◆ Task description:
Filter the entries for the string "DocumentStore". Copy each line that has it.
*** Records supplied ***
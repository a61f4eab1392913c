//! Server facade wiring the engine, event bus, and gateway together.

use crate::config::ServerConfig;
use crate::error::ServerResult;
use crate::handler::RequestHandler;
use docbase_core::{DocumentStore, EventBus, EventPublisher, InProcessBus};
use docbase_realtime::{spawn_bridge, Gateway, TokenIssuer, TokenVerifier};
use docbase_storage::StorageBackend;
use std::sync::Arc;
use tokio::task::JoinHandle;

/// The assembled docbase server.
///
/// Owns the document store, the in-process event bus, the fan-out
/// gateway, and the token issuer, wired so every mutation reaches the
/// gateway's subscribers. A routing shell maps transport requests onto
/// [`handler`](Self::handler) and drives gateway connections from its
/// sockets.
///
/// # Example
///
/// ```
/// use docbase_server::{DocbaseServer, ServerConfig};
/// use docbase_storage::InMemoryBackend;
/// use std::sync::Arc;
///
/// # #[tokio::main(flavor = "current_thread")]
/// # async fn main() {
/// let server = DocbaseServer::new(
///     ServerConfig::new(b"secret".to_vec()),
///     Arc::new(InMemoryBackend::new()),
/// );
/// let token = server.issue_token("acme", "*").unwrap();
/// let (_conn, _rx) = server.gateway().connect(&token).unwrap();
/// # }
/// ```
pub struct DocbaseServer {
    handler: RequestHandler,
    gateway: Arc<Gateway>,
    issuer: TokenIssuer,
    bus: Arc<InProcessBus>,
    _bridge: JoinHandle<()>,
}

impl DocbaseServer {
    /// Builds the server on the given backend.
    ///
    /// The gateway's namespace is taken from the engine configuration
    /// so published channels and subscription grants line up. Must run
    /// inside a tokio runtime; the event bridge is spawned here.
    #[must_use]
    pub fn new(config: ServerConfig, backend: Arc<dyn StorageBackend>) -> Self {
        let bus = Arc::new(InProcessBus::new(config.bus_capacity));
        let publisher = EventPublisher::new(
            config.engine.namespace.clone(),
            Arc::clone(&bus) as Arc<dyn EventBus>,
            config.engine.event_queue_capacity,
        );
        let store = DocumentStore::new(backend, config.engine.clone()).with_events(publisher);

        let gateway_config = config
            .gateway
            .with_namespace(config.engine.namespace.clone());
        let gateway = Arc::new(Gateway::new(
            gateway_config,
            TokenVerifier::new(config.secret.clone()),
        ));
        let bridge = spawn_bridge(Arc::clone(&gateway), &bus);
        tracing::info!(
            namespace = %config.engine.namespace,
            bus_capacity = config.bus_capacity,
            "server assembled"
        );

        Self {
            handler: RequestHandler::new(Arc::new(store)),
            gateway,
            issuer: TokenIssuer::new(config.secret).with_lifetime(config.token_lifetime),
            bus,
            _bridge: bridge,
        }
    }

    /// Returns the request handler.
    #[must_use]
    pub fn handler(&self) -> &RequestHandler {
        &self.handler
    }

    /// Returns the fan-out gateway.
    #[must_use]
    pub fn gateway(&self) -> &Arc<Gateway> {
        &self.gateway
    }

    /// Returns the underlying document store.
    #[must_use]
    pub fn store(&self) -> &Arc<DocumentStore> {
        self.handler.store()
    }

    /// Returns the in-process event bus.
    #[must_use]
    pub fn bus(&self) -> &Arc<InProcessBus> {
        &self.bus
    }

    /// Issues a subscribe-capable token for a tenant and grant.
    ///
    /// # Errors
    ///
    /// Returns an error if the claims cannot be serialized.
    pub fn issue_token(&self, tenant: &str, grant: &str) -> ServerResult<Vec<u8>> {
        let token = self.issuer.issue(
            tenant,
            grant,
            vec![docbase_realtime::PERMISSION_SUBSCRIBE.to_string()],
        )?;
        Ok(token)
    }
}

impl std::fmt::Debug for DocbaseServer {
    fn fmt(&self, f: &mut std::fmt::Formatter<'_>) -> std::fmt::Result {
        f.debug_struct("DocbaseServer")
            .field("connections", &self.gateway.connection_count())
            .finish_non_exhaustive()
    }
}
*** End of Records supplied ***
◆ Your solution:
use docbase_core::{DocumentStore, EventBus, EventPublisher, InProcessBus};
        let store = DocumentStore::new(backend, config.engine.clone()).with_events(publisher);
    pub fn store(&self) -> &Arc<DocumentStore> {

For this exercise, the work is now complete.